**AVAILABLE DATA**
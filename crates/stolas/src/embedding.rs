//! Embedding models and similarity helpers.

use async_trait::async_trait;
use paimon_core::{Error, Result};

/// Trait for embedding models.
#[async_trait]
pub trait Embedder: Send + Sync {
    /// Generates one embedding per input text, in order.
    async fn embed(&self, texts: &[&str]) -> Result<Vec<Vec<f32>>>;

    /// Generates a single embedding.
    async fn embed_single(&self, text: &str) -> Result<Vec<f32>> {
        self.embed(&[text])
            .await?
            .into_iter()
            .next()
            .ok_or_else(|| Error::internal("No embedding generated"))
    }

    /// Returns the embedding dimension.
    fn dimension(&self) -> usize;

    /// Returns the model name.
    fn model_name(&self) -> &str;
}

const FNV_OFFSET: u64 = 0xcbf2_9ce4_8422_2325;
const FNV_PRIME: u64 = 0x0100_0000_01b3;

/// Offline embedder based on signed feature hashing.
///
/// Tokens are lowercase alphanumeric words plus individual CJK characters;
/// adjacent token pairs are hashed as well so word order carries some weight.
/// Output vectors are L2-normalized, so identical texts score 1.0.
#[derive(Debug, Clone)]
pub struct HashingEmbedder {
    dimension: usize,
}

impl HashingEmbedder {
    /// Default vector dimension.
    pub const DEFAULT_DIMENSION: usize = 384;

    /// Creates an embedder with the given dimension (at least 1).
    #[must_use]
    pub fn new(dimension: usize) -> Self {
        Self {
            dimension: dimension.max(1),
        }
    }

    /// Embeds one text synchronously.
    #[must_use]
    pub fn embed_text(&self, text: &str) -> Vec<f32> {
        let mut vector = vec![0.0f32; self.dimension];
        let tokens = tokenize(text);

        for token in &tokens {
            self.accumulate(&mut vector, token.as_bytes(), 1.0);
        }
        for pair in tokens.windows(2) {
            let bigram = format!("{} {}", pair[0], pair[1]);
            self.accumulate(&mut vector, bigram.as_bytes(), 0.5);
        }

        normalize(&mut vector);
        vector
    }

    fn accumulate(&self, vector: &mut [f32], feature: &[u8], weight: f32) {
        let hash = fnv1a(feature);
        #[allow(clippy::cast_possible_truncation)]
        let slot = (hash % self.dimension as u64) as usize;
        let sign = if hash >> 63 == 0 { 1.0 } else { -1.0 };
        vector[slot] += sign * weight;
    }
}

impl Default for HashingEmbedder {
    fn default() -> Self {
        Self::new(Self::DEFAULT_DIMENSION)
    }
}

#[async_trait]
impl Embedder for HashingEmbedder {
    async fn embed(&self, texts: &[&str]) -> Result<Vec<Vec<f32>>> {
        Ok(texts.iter().map(|t| self.embed_text(t)).collect())
    }

    fn dimension(&self) -> usize {
        self.dimension
    }

    fn model_name(&self) -> &str {
        "hashing"
    }
}

fn tokenize(text: &str) -> Vec<String> {
    let mut tokens = Vec::new();
    let mut word = String::new();

    for c in text.chars() {
        if is_cjk(c) {
            if !word.is_empty() {
                tokens.push(std::mem::take(&mut word));
            }
            tokens.push(c.to_string());
        } else if c.is_alphanumeric() {
            word.extend(c.to_lowercase());
        } else if !word.is_empty() {
            tokens.push(std::mem::take(&mut word));
        }
    }
    if !word.is_empty() {
        tokens.push(word);
    }

    tokens
}

fn is_cjk(c: char) -> bool {
    matches!(
        c,
        '\u{3040}'..='\u{30ff}' | '\u{3400}'..='\u{4dbf}' | '\u{4e00}'..='\u{9fff}' | '\u{ac00}'..='\u{d7af}'
    )
}

fn fnv1a(bytes: &[u8]) -> u64 {
    bytes.iter().fold(FNV_OFFSET, |hash, b| {
        (hash ^ u64::from(*b)).wrapping_mul(FNV_PRIME)
    })
}

/// Scales a vector to unit length. Zero vectors are left untouched.
pub fn normalize(vector: &mut [f32]) {
    let norm: f32 = vector.iter().map(|x| x * x).sum::<f32>().sqrt();
    if norm > 1e-10 {
        for x in vector.iter_mut() {
            *x /= norm;
        }
    }
}

/// Computes cosine similarity between two vectors.
///
/// Mismatched lengths and zero vectors score 0.0.
#[must_use]
pub fn cosine_similarity(a: &[f32], b: &[f32]) -> f32 {
    if a.len() != b.len() {
        return 0.0;
    }

    let dot: f32 = a.iter().zip(b).map(|(x, y)| x * y).sum();
    let norm_a: f32 = a.iter().map(|x| x * x).sum::<f32>().sqrt();
    let norm_b: f32 = b.iter().map(|x| x * x).sum::<f32>().sqrt();

    if norm_a > 1e-10 && norm_b > 1e-10 {
        dot / (norm_a * norm_b)
    } else {
        0.0
    }
}

/// Maps a cosine similarity from `[-1, 1]` onto a relevance score in `[0, 1]`.
#[must_use]
pub fn relevance_score(cosine: f32) -> f32 {
    (cosine + 1.0) / 2.0
}

#[cfg(test)]
mod tests {
    use super::*;

    #[tokio::test]
    async fn test_hashing_embedder_is_deterministic() {
        let embedder = HashingEmbedder::new(128);
        let first = embedder.embed(&["hello world", "other"]).await.unwrap();
        let second = embedder.embed_single("hello world").await.unwrap();

        assert_eq!(first.len(), 2);
        assert_eq!(first[0].len(), 128);
        assert_eq!(first[0], second);
    }

    #[test]
    fn test_hashing_embedder_is_normalized() {
        let embedder = HashingEmbedder::default();
        let vector = embedder.embed_text("What is the Java memory model?");
        let norm: f32 = vector.iter().map(|x| x * x).sum::<f32>().sqrt();
        assert!((norm - 1.0).abs() < 1e-5);
    }

    #[test]
    fn test_hashing_embedder_similarity_ordering() {
        let embedder = HashingEmbedder::default();
        let query = embedder.embed_text("spring boot auto configuration");
        let close = embedder.embed_text("How does Spring Boot auto configuration work?");
        let far = embedder.embed_text("Redis persistence uses RDB snapshots and AOF logs");

        assert!(cosine_similarity(&query, &close) > cosine_similarity(&query, &far));
    }

    #[test]
    fn test_tokenize_mixed_scripts() {
        assert_eq!(
            tokenize("JVM 垃圾回收, GC-roots"),
            vec!["jvm", "垃", "圾", "回", "收", "gc", "roots"]
        );
        assert!(tokenize("  ,. ").is_empty());
    }

    #[test]
    fn test_empty_text_is_zero_vector() {
        let vector = HashingEmbedder::new(8).embed_text("");
        assert!(vector.iter().all(|x| *x == 0.0));
    }

    #[test]
    fn test_cosine_similarity() {
        let a = vec![1.0, 0.0, 0.0];
        assert!((cosine_similarity(&a, &[1.0, 0.0, 0.0]) - 1.0).abs() < 1e-6);
        assert!(cosine_similarity(&a, &[0.0, 1.0, 0.0]).abs() < 1e-6);
        assert!((cosine_similarity(&a, &[-1.0, 0.0, 0.0]) + 1.0).abs() < 1e-6);
        assert_eq!(cosine_similarity(&a, &[1.0, 0.0]), 0.0);
        assert_eq!(cosine_similarity(&a, &[0.0, 0.0, 0.0]), 0.0);
    }

    #[test]
    fn test_relevance_score() {
        assert!((relevance_score(1.0) - 1.0).abs() < 1e-6);
        assert!((relevance_score(0.0) - 0.5).abs() < 1e-6);
        assert!(relevance_score(-1.0).abs() < 1e-6);
        assert!((relevance_score(0.6) - 0.8).abs() < 1e-6);
    }
}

**WORK INSTRUCTIONS**
Wherever the word "configuration" shows up in the material, copy the line it is on.

**RESPONSE FOR THIS EXERCISE**
        let query = embedder.embed_text("spring boot auto configuration");
        let close = embedder.embed_text("How does Spring Boot auto configuration work?");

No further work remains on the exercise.